• Instructions to follow
Identify every line in the records below that contains the word "risks", and copy each of those lines.

---- Excerpted data

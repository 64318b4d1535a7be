//! Great-circle radius filtering of risk records around a site

use crate::record::RiskRecord;

/// Earth radius used by the risk search service, in miles
pub const EARTH_RADIUS_MILES: f64 = 3960.0;

/// Default search radius around a hotel site, in miles
pub const DEFAULT_RADIUS_MILES: f64 = 5.0;

/// Latitude/longitude pair in degrees
#[derive(Debug, Clone, Copy, PartialEq)]
pub struct Coordinates {
    pub latitude: f64,
    pub longitude: f64,
}

impl Coordinates {
    pub fn new(latitude: f64, longitude: f64) -> Self {
        Coordinates {
            latitude,
            longitude,
        }
    }
}

/// Haversine distance between two points, in miles
pub fn haversine_miles(a: Coordinates, b: Coordinates) -> f64 {
    let lat1 = a.latitude.to_radians();
    let lat2 = b.latitude.to_radians();
    let dlat = lat2 - lat1;
    let dlon = (b.longitude - a.longitude).to_radians();

    let h = (dlat / 2.0).sin().powi(2) + lat1.cos() * lat2.cos() * (dlon / 2.0).sin().powi(2);
    // Clamp guards asin against h drifting just above 1.0 for antipodal points
    2.0 * h.sqrt().min(1.0).asin() * EARTH_RADIUS_MILES
}

/// Keep records within `radius_miles` of `center` (inclusive), in input order
///
/// Records without both coordinates cannot be placed and are dropped.
pub fn filter_within_radius(
    risks: &[RiskRecord],
    center: Coordinates,
    radius_miles: f64,
) -> Vec<RiskRecord> {
    let mut unplaced = 0usize;
    let kept: Vec<RiskRecord> = risks
        .iter()
        .filter(|risk| match risk.coordinates() {
            Some((lat, lon)) => haversine_miles(center, Coordinates::new(lat, lon)) <= radius_miles,
            None => {
                unplaced += 1;
                false
            }
        })
        .cloned()
        .collect();

    if unplaced > 0 {
        tracing::debug!(unplaced, "dropped risk records without coordinates");
    }
    tracing::debug!(
        kept = kept.len(),
        total = risks.len(),
        radius_miles,
        "applied radius filter"
    );
    kept
}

--------

• Solution
    risks: &[RiskRecord],
    let kept: Vec<RiskRecord> = risks
        total = risks.len(),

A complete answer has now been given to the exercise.